The slow progression of the first heavy beats of the opening track of this album foreshadow a world made of shadows and ghosts.
You imagine a silhouette advancing in the darkness with a suspicious and threatening demeanor. It's only "Song of Joy", the spectacular opening of "Murder Ballads", the album where perhaps more than others Nick Cave manages to find a compromise between his ability to write captivating ballads with a certain melodicity and his visceral, dirty, and dark signature style, which had made some of his albums difficult to digest, certainly not for his most loyal fans.
"Murder Ballads" is a 1996 album that follows the splendid "Let Love In", and that fully confirms the extraordinary ability to write epic and dark ballads of the good King Ink. About "Song For Joy", it has already been said... A piece that catapults you right into Cave's world, which unsettles and captivates... The track that follows is of equally high level. "Stagger Lee" is a ballad with an absolutely irresistible rhythm, dark, pressing, overwhelming, unique... Truly motherfucker!!!
"Henry Lee" and "Where The Wild Roses Grow" are among Cave's most melancholic and famous pieces, and certainly don't need much commentary. The tenderness that Cave unleashes together with an unprecedented Kylie Minogue in this last track is extraordinary, but it definitely deviates from Nick's typical dull and underground tone. A piece that remains splendid, nonetheless, and that draws timeless images and scenarios. But the true gem of the album remains "The Kindness of Stranger", a sparse and repetitive track, flavored by the extraordinary voice of Nick Cave, and characterized by a female cry that, intertwined with Nick's voice, creates a dreamlike atmosphere, filled with dreams of love and sweet regret. Worth noting in the album is also "Lovely Creature", a slick and dirty ballad, in the typical King Ink style.

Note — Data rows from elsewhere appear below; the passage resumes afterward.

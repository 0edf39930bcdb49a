use std::fmt;

use serde::{Deserialize, Serialize};

/// Container/format selection for a recording session.
///
/// MP3 is a passthrough stub: selecting it forces 16-bit capture but the
/// bytes written to disk are still raw PCM. No compression happens here.
#[derive(Debug, Clone, Copy, PartialEq, Eq, Hash, Serialize, Deserialize)]
#[serde(rename_all = "lowercase")]
pub enum RecordFormat {
    Pcm,
    Wav,
    Mp3,
}

impl RecordFormat {
    /// Conventional file extension for the format.
    pub fn extension(&self) -> &'static str {
        match self {
            Self::Pcm => ".pcm",
            Self::Wav => ".wav",
            Self::Mp3 => ".mp3",
        }
    }
}

/// Requested input channel layout.
///
/// `Unsupported` stands for any layout the recorder cannot capture
/// (surround configurations and the like). Derived lookups degrade to
/// the `0` sentinel for it; session start rejects such configs.
#[derive(Debug, Clone, Copy, PartialEq, Eq, Hash, Serialize, Deserialize)]
#[serde(rename_all = "lowercase")]
pub enum ChannelConfig {
    Mono,
    Stereo,
    Unsupported,
}

/// Requested sample encoding.
#[derive(Debug, Clone, Copy, PartialEq, Eq, Hash, Serialize, Deserialize)]
#[serde(rename_all = "lowercase")]
pub enum EncodingConfig {
    Pcm8Bit,
    Pcm16Bit,
    Unsupported,
}

/// Which input the audio comes from.
#[derive(Debug, Clone, Copy, PartialEq, Eq, Hash, Serialize, Deserialize)]
#[serde(rename_all = "lowercase")]
pub enum AudioInput {
    Microphone,
    System,
}

/// Immutable description of the desired capture format.
///
/// Constructed once per recording session and passed by value into the
/// capture pipeline. The derived accessors (`encoding_bits`,
/// `channel_count`, `real_encoding_bits`) are pure lookups over the
/// stored fields; unsupported values resolve to a `0` sentinel rather
/// than an error, and callers must treat `0` as "capture cannot
/// proceed" (see `validate`).
#[derive(Debug, Clone, PartialEq, Eq, Serialize, Deserialize)]
pub struct RecordConfig {
    pub format: RecordFormat,
    pub channel_config: ChannelConfig,
    pub encoding_config: EncodingConfig,
    /// Sample rate in Hz.
    pub sample_rate: u32,
    pub input: AudioInput,
}

impl RecordConfig {
    /// Resolved bit depth. MP3 forces 16-bit capture; otherwise the
    /// stored encoding resolves to 8 or 16, or the `0` sentinel.
    pub fn encoding_bits(&self) -> u16 {
        match self.format {
            RecordFormat::Mp3 => 16,
            _ => self.real_encoding_bits(),
        }
    }

    /// Bit depth of the stored encoding, ignoring the MP3 override.
    pub fn real_encoding_bits(&self) -> u16 {
        match self.encoding_config {
            EncodingConfig::Pcm8Bit => 8,
            EncodingConfig::Pcm16Bit => 16,
            EncodingConfig::Unsupported => 0,
        }
    }

    /// Number of input channels, or the `0` sentinel.
    pub fn channel_count(&self) -> u16 {
        match self.channel_config {
            ChannelConfig::Mono => 1,
            ChannelConfig::Stereo => 2,
            ChannelConfig::Unsupported => 0,
        }
    }

    /// Reject configurations the capture pipeline cannot proceed with.
    ///
    /// Checked before any device or file handle is opened.
    pub fn validate(&self) -> Result<(), String> {
        if self.encoding_bits() == 0 {
            return Err("unsupported sample encoding".into());
        }
        if self.channel_count() == 0 {
            return Err("unsupported channel configuration".into());
        }
        if self.sample_rate == 0 {
            return Err("sample rate must be positive".into());
        }
        Ok(())
    }
}

impl Default for RecordConfig {
    fn default() -> Self {
        Self {
            format: RecordFormat::Wav,
            channel_config: ChannelConfig::Mono,
            encoding_config: EncodingConfig::Pcm16Bit,
            sample_rate: 16_000,
            input: AudioInput::Microphone,
        }
    }
}

impl fmt::Display for RecordConfig {
    fn fmt(&self, f: &mut fmt::Formatter<'_>) -> fmt::Result {
        write!(
            f,
            "format: {:?}, sample rate: {} Hz, bit depth: {}, channels: {}",
            self.format,
            self.sample_rate,
            self.encoding_bits(),
            self.channel_count()
        )
    }
}

#[cfg(test)]
mod tests {
    use super::*;

    #[test]
    fn derived_lookups_for_supported_values() {
        let config = RecordConfig::default();
        assert_eq!(config.encoding_bits(), 16);
        assert_eq!(config.real_encoding_bits(), 16);
        assert_eq!(config.channel_count(), 1);

        let stereo8 = RecordConfig {
            channel_config: ChannelConfig::Stereo,
            encoding_config: EncodingConfig::Pcm8Bit,
            ..RecordConfig::default()
        };
        assert_eq!(stereo8.encoding_bits(), 8);
        assert_eq!(stereo8.channel_count(), 2);
    }

    #[test]
    fn mp3_forces_16_bit() {
        let config = RecordConfig {
            format: RecordFormat::Mp3,
            encoding_config: EncodingConfig::Pcm8Bit,
            ..RecordConfig::default()
        };
        assert_eq!(config.encoding_bits(), 16);
        // The stored encoding still resolves on its own.
        assert_eq!(config.real_encoding_bits(), 8);
    }

    #[test]
    fn unsupported_values_degrade_to_sentinel() {
        let config = RecordConfig {
            channel_config: ChannelConfig::Unsupported,
            encoding_config: EncodingConfig::Unsupported,
            ..RecordConfig::default()
        };
        assert_eq!(config.encoding_bits(), 0);
        assert_eq!(config.channel_count(), 0);
    }

    #[test]
    fn validate_rejects_sentinels_and_zero_rate() {
        assert!(RecordConfig::default().validate().is_ok());

        let bad_channels = RecordConfig {
            channel_config: ChannelConfig::Unsupported,
            ..RecordConfig::default()
        };
        assert!(bad_channels.validate().is_err());

        let bad_encoding = RecordConfig {
            encoding_config: EncodingConfig::Unsupported,
            ..RecordConfig::default()
        };
        assert!(bad_encoding.validate().is_err());

        // MP3 masks an unsupported encoding: capture still proceeds at 16-bit.
        let mp3_masked = RecordConfig {
            format: RecordFormat::Mp3,
            encoding_config: EncodingConfig::Unsupported,
            ..RecordConfig::default()
        };
        assert!(mp3_masked.validate().is_ok());

        let zero_rate = RecordConfig {
            sample_rate: 0,
            ..RecordConfig::default()
        };
        assert!(zero_rate.validate().is_err());
    }

    #[test]
    fn format_extensions() {
        assert_eq!(RecordFormat::Pcm.extension(), ".pcm");
        assert_eq!(RecordFormat::Wav.extension(), ".wav");
        assert_eq!(RecordFormat::Mp3.extension(), ".mp3");
    }

    #[test]
    fn serde_round_trip() {
        let config = RecordConfig {
            format: RecordFormat::Pcm,
            channel_config: ChannelConfig::Stereo,
            encoding_config: EncodingConfig::Pcm16Bit,
            sample_rate: 48_000,
            input: AudioInput::Microphone,
        };
        let json = serde_json::to_string(&config).unwrap();
        let back: RecordConfig = serde_json::from_str(&json).unwrap();
        assert_eq!(back, config);
    }
}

There is something negligible in the album, but overall it is a work steeped and overflowing with Nick Cave, in the guise of a filthy and dirty poet as always, but never more than in this album also capable of more immediate and easy melodies, but not for this reason banal.
One of the 3 most beautiful albums by the King Ink.
Murder Ballads is a great concept album that does not talk about death as many mistakenly say, but rather about murdered deaths and their killers.
Thank you, Nick, for throwing away the syringe but not the pen, and most importantly, not the anger.